Using the records below, filter out every line that lacks "matches" and copy the rest.
****
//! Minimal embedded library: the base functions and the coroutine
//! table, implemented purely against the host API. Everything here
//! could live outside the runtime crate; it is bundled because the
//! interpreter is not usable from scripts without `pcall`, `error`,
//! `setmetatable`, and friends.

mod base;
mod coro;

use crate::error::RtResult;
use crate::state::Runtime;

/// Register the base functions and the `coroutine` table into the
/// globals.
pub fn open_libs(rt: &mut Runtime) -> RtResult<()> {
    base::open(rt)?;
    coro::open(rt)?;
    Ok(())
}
****
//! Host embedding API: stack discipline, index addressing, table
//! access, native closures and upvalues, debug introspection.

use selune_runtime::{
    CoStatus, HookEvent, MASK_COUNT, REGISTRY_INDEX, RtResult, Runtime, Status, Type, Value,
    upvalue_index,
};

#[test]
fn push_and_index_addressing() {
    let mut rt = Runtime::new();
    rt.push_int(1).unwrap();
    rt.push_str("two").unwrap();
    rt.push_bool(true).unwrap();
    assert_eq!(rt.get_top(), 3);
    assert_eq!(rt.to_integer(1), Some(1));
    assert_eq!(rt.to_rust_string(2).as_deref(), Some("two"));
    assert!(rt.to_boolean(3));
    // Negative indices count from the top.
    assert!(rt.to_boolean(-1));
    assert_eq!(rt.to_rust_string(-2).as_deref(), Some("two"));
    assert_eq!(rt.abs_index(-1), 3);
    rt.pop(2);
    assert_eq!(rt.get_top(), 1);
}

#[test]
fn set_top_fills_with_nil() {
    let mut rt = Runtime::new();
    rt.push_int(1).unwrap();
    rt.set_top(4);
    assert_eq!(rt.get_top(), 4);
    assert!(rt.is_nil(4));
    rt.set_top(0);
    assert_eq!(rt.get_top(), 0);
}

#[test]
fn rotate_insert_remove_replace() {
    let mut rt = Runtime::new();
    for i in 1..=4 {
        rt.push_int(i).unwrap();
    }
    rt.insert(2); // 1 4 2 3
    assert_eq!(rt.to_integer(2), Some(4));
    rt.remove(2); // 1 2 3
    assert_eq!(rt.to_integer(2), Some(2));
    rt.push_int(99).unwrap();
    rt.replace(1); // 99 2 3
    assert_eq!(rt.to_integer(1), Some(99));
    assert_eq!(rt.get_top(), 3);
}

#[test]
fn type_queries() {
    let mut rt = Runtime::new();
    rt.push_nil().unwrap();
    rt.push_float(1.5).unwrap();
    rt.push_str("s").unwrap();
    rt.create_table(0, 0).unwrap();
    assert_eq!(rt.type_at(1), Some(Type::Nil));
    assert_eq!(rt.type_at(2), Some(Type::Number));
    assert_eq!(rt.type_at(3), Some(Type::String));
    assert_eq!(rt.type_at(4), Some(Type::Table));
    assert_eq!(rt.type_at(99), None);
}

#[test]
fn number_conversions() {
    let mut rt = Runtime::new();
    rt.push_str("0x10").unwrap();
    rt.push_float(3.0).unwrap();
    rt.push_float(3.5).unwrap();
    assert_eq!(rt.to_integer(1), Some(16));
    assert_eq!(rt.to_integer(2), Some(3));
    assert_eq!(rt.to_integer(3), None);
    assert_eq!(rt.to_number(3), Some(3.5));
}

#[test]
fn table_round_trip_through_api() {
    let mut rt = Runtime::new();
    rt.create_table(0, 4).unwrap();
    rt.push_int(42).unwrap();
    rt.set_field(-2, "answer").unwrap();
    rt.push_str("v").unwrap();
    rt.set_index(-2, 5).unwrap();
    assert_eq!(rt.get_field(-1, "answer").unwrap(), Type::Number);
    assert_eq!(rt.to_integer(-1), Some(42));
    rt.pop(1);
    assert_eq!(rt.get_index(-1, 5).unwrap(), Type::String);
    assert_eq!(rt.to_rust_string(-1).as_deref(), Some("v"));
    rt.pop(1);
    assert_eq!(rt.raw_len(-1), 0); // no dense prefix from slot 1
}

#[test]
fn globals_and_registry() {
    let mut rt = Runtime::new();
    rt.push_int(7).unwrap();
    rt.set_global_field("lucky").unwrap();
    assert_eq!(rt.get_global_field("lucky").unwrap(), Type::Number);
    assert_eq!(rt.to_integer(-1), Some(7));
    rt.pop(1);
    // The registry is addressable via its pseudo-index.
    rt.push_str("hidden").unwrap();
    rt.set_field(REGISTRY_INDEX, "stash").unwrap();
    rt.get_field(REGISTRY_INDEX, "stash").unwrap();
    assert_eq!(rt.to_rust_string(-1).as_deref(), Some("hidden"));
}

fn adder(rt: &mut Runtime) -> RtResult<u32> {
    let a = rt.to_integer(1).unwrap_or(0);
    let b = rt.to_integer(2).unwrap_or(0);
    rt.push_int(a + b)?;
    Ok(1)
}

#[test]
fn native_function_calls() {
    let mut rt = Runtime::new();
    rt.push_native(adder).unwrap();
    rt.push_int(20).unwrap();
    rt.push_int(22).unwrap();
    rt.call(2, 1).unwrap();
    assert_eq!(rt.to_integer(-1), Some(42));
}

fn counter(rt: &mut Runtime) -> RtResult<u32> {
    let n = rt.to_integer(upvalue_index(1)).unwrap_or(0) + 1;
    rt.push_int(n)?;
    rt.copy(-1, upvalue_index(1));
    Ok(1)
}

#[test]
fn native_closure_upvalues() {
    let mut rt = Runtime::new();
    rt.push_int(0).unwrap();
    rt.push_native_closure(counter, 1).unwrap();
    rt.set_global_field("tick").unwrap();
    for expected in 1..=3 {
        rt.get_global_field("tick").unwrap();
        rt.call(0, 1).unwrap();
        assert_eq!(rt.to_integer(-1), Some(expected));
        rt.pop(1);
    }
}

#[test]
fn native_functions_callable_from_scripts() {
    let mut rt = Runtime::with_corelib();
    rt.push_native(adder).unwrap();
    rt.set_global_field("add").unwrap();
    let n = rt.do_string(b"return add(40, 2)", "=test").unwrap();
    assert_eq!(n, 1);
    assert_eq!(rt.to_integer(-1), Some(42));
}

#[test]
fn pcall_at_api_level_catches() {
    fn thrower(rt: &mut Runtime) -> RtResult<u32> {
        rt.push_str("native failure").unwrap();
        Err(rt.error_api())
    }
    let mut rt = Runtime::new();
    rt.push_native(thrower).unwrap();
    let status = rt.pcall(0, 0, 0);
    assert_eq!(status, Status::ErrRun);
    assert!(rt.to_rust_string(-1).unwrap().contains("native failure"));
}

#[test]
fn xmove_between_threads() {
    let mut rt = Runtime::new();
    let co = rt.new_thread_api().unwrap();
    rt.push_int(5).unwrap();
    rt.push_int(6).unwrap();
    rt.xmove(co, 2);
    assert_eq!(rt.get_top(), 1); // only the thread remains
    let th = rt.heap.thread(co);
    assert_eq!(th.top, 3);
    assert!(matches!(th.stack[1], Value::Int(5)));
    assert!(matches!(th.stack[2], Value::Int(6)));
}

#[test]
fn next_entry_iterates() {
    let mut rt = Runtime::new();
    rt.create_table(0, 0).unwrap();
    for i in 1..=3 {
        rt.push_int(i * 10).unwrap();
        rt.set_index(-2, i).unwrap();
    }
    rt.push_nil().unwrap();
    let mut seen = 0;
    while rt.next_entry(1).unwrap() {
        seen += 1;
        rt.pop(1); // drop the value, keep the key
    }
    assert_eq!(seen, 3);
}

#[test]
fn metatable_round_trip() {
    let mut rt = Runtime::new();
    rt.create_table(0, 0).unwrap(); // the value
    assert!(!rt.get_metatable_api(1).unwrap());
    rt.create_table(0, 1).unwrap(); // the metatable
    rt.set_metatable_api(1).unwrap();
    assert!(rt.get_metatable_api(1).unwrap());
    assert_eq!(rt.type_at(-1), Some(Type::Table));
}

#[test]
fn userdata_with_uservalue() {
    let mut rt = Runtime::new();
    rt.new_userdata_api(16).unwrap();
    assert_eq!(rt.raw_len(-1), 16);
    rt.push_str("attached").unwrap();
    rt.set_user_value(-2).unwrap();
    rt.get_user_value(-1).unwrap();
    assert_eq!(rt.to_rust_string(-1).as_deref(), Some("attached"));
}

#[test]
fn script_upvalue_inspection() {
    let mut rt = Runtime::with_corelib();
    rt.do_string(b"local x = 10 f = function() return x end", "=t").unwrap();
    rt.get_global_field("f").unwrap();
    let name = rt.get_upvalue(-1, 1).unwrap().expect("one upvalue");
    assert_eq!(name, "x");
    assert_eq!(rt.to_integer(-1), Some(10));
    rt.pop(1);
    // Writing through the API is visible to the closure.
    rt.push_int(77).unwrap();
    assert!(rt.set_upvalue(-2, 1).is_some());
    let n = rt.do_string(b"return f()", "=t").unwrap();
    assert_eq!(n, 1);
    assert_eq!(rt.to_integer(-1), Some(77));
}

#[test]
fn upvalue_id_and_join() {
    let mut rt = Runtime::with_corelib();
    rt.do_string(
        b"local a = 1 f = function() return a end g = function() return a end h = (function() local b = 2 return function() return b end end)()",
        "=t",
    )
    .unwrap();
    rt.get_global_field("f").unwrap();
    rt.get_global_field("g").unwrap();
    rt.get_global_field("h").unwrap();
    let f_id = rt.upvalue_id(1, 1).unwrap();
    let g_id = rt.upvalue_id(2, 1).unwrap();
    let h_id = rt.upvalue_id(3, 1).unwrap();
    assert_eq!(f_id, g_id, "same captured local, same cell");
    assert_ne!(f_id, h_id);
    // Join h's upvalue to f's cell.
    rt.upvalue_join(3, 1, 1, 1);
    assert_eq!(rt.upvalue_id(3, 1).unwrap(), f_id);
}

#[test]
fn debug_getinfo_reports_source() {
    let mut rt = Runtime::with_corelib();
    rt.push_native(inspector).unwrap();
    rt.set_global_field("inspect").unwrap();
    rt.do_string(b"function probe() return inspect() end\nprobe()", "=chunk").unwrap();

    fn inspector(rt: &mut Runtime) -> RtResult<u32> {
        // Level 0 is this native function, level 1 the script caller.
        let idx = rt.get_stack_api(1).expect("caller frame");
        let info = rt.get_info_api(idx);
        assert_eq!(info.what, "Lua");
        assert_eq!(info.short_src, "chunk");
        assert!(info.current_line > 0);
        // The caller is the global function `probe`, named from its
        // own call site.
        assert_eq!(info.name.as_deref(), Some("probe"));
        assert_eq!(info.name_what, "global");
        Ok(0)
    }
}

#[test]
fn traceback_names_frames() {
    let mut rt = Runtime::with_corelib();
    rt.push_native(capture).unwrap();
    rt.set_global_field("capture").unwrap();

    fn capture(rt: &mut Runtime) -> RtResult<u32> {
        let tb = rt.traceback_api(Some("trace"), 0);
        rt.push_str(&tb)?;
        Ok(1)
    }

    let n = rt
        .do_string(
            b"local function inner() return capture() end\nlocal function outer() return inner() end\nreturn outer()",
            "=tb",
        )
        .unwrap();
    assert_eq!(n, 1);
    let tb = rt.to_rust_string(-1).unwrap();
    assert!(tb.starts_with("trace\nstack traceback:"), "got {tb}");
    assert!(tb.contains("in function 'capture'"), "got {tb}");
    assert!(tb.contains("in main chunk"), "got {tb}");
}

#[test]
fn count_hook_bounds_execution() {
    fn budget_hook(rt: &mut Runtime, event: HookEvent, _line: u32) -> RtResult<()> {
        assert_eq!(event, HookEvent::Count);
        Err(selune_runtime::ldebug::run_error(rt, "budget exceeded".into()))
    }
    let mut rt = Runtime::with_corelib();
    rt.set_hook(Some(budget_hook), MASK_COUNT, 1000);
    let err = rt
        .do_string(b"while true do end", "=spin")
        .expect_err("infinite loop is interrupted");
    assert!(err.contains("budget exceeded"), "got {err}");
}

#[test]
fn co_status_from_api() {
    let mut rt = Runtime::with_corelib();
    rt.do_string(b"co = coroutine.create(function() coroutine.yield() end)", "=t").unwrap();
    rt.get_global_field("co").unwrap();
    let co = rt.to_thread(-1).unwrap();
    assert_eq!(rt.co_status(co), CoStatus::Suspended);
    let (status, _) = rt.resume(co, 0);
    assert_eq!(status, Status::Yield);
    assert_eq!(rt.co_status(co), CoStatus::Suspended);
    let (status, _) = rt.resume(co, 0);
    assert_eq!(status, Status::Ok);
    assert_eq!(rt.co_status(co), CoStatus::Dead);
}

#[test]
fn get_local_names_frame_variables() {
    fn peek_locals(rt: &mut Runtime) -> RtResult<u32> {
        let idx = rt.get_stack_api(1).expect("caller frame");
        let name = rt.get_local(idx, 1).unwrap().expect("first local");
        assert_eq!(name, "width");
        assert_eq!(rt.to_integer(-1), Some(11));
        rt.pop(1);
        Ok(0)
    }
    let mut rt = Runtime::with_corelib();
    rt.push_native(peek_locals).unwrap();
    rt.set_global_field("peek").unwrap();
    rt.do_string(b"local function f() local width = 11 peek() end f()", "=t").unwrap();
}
****
Result »
    assert!(matches!(th.stack[1], Value::Int(5)));
    assert!(matches!(th.stack[2], Value::Int(6)));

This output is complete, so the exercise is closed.